Anshul Mittal 1 Kunal Dahiya 1 Sheshansh Agrawal 2 Deepak Saini 2 Sumeet Agarwal 1 Manik Varma 2 Purushottam Kar 2
1Indian Institute of Technology Delhi, India
2Microsoft Research, India

This paper develops the DECAF algorithm for extreme multi-label classification, where the objective is to tag a data point with its most relevant subset of labels from an extremely large label set. Leading extreme classifiers ignore the metadata, such as label descriptions. On the other hand, Siamese networks, which can learn from available label metadata, do not accurately scale to extreme settings with millions of labels. DECAF addresses these challenges by learning metadata enriched probabilistic label trees through a novel formulation that ensures metadata is shared among labels, thereby enabling DECAF to scale to millions of labels and getting state-of-the-art accuracy.
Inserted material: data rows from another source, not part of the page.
//! Pointer-driven element resizing.
//!
//! Attach a [`gesture::Resizer`] to one resize handle (an edge or corner of an
//! element). On pointer-down it snapshots the target element's rectangle; every
//! later pointer event is turned into a new rectangle by the pure geometry in
//! [`engine`], and handed back to the host as [`gesture::Action`]s carrying
//! [`event::ResizeEvent`] payloads (current, original, and signed difference).
//!
//! The host owns everything platform-specific: reading element offsets,
//! subscribing to pointer events, toggling CSS classes. With the `web` feature
//! the `dom` module does this for a browser DOM.
//!
//! ## Module layout
//!
//! | Module | Role |
//! |--------|------|
//! | [`engine`] | Pure resize geometry and [`engine::Constraints`] |
//! | [`direction`] | The eight handle directions and their projection table |
//! | [`gesture`] | Gesture controller and host [`gesture::Action`]s |
//! | [`event`] | Pointer input and notification payloads |
//! | [`config`] | [`config::ResizeConfig`] and JSON parsing |
//! | [`geom`] | [`geom::Rect`] and [`geom::Point`] |
//! | [`error`] | [`error::ResizeError`] |
//! | [`consts`] | Shared constants |
//! | `dom` | Browser DOM adapter (`web` feature) |

pub mod config;
pub mod consts;
pub mod direction;
#[cfg(feature = "web")]
pub mod dom;
pub mod engine;
pub mod error;
pub mod event;
pub mod geom;
pub mod gesture;

pub use config::ResizeConfig;
pub use direction::Direction;
pub use error::ResizeError;
pub use event::{PointerEvent, ResizeCancel, ResizeEvent};
pub use geom::{Point, Rect};
pub use gesture::{Action, Resizer, TargetRect};
//! Shared constants for the resize crate.

// ── Geometry ────────────────────────────────────────────────────

/// A computed side at or below this length folds its overshoot back into the
/// moving edge's offset, so the edge stops at the anchor instead of crossing it.
pub const DEGENERATE_SIZE_PX: f64 = 1.0;

// ── Host integration ────────────────────────────────────────────

/// CSS class applied to the handle element while a gesture is active.
pub const DEFAULT_APPLY_CLASS: &str = "resizes";
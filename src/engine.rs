//! Resize geometry: maps a pointer drag onto a new target rectangle.
//!
//! DESIGN
//! ======
//! One pass per pointer event, always computed from the gesture's original
//! rectangle and pointer-down origin (never accumulated from the previous
//! move), so the result is a pure function of its inputs:
//!
//! 1. raw pointer delta
//! 2. direction projection ([`Direction::rules`])
//! 3. proportional adjustment (larger side shrinks to the smaller)
//! 4. degenerate-size fold, then clamp negative sizes to zero
//! 5. bounds clamp, top/height pair first, then left/width, no iteration
//!
//! The stage order is load-bearing: proportional, fold, and bounds do not
//! commute, and overlapping cases (proportional + bounded + near-zero) are
//! defined by this order alone.

#[cfg(test)]
#[path = "engine_test.rs"]
mod engine_test;

use serde::{Deserialize, Serialize};

use crate::consts::DEGENERATE_SIZE_PX;
use crate::direction::Direction;
use crate::event::{PointerEvent, ResizeEvent};
use crate::geom::{Point, Rect};

/// Optional limits applied on top of the direction projection.
#[derive(Debug, Clone, Copy, PartialEq, Default, Serialize, Deserialize)]
pub struct Constraints {
    /// Force width and height equal by shrinking the larger side.
    pub proportional: bool,
    /// Outer limits for the result.
    ///
    /// `top`/`left` are the minimum edge coordinates; `width`/`height` are read
    /// as the maximum right/bottom edge coordinates, not as extents.
    pub bounds: Option<Rect>,
}

/// Compute the target rectangle for a pointer at `pointer`, given a gesture
/// that started at `origin` over `original`.
#[must_use]
pub fn compute_rect(direction: Direction, original: &Rect, origin: Point, pointer: Point, constraints: &Constraints) -> Rect {
    let dx = pointer.x - origin.x;
    let dy = pointer.y - origin.y;

    let rules = direction.rules();
    let delta_width = rules.width.apply(dx);
    let delta_height = rules.height.apply(dy);
    let mut delta_top = rules.top.apply(dy);
    let mut delta_left = rules.left.apply(dx);

    let mut width = original.width + delta_width;
    let mut height = original.height + delta_height;

    // Ties go to height: equal sides take the else branch.
    if constraints.proportional {
        if width > height {
            width = height;
        } else {
            height = width;
        }
    }

    // Past the anchor: stop the moving edge at the opposite edge.
    if height <= DEGENERATE_SIZE_PX && !rules.top.is_locked() {
        delta_top += height;
    }
    if width <= DEGENERATE_SIZE_PX && !rules.left.is_locked() {
        delta_left += width;
    }
    if height <= 0.0 {
        height = 0.0;
    }
    if width <= 0.0 {
        width = 0.0;
    }

    let mut top = original.top + delta_top;
    let mut left = original.left + delta_left;

    if let Some(bounds) = constraints.bounds {
        if top < bounds.top {
            height = original.height + original.top - bounds.top;
            top = bounds.top;
        }
        if top + height > bounds.height {
            height = bounds.height - top;
        }
        if left < bounds.left {
            width = original.width + original.left - bounds.left;
            left = bounds.left;
        }
        if left + width > bounds.width {
            width = bounds.width - left;
        }
    }

    Rect { top, left, width, height }
}

/// Whether `rect` lies inside `bounds`, edges inclusive.
///
/// `bounds` follows [`Constraints::bounds`]: `width`/`height` are the right and
/// bottom edge coordinates.
#[must_use]
pub fn within_bounds(rect: &Rect, bounds: &Rect) -> bool {
    rect.top >= bounds.top && rect.left >= bounds.left && rect.bottom() <= bounds.height && rect.right() <= bounds.width
}

/// Compute the full notification payload for `pointer`.
#[must_use]
pub fn resize_event(
    direction: Direction,
    original: &Rect,
    origin: &PointerEvent,
    pointer: &PointerEvent,
    constraints: &Constraints,
) -> ResizeEvent {
    let current = compute_rect(direction, original, origin.position(), pointer.position(), constraints);
    ResizeEvent::new(current, *original, *pointer, direction)
}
DECAF also introduces a classifier initialization strategy, which leads to further improvement in accuracy. Experiments on publicly available benchmark datasets, including AmazonTitles-2M, revealed that the proposed DECAF algorithm could be up to 4% more accurate than leading extreme classifiers. At the same time, DECAF was found to be 10-80x faster at inference than leading deep extreme classifiers, which makes it suitable for critical real-world applications requiring real-time predictions in a few milliseconds. The code for DECAF will be made available at a public repository.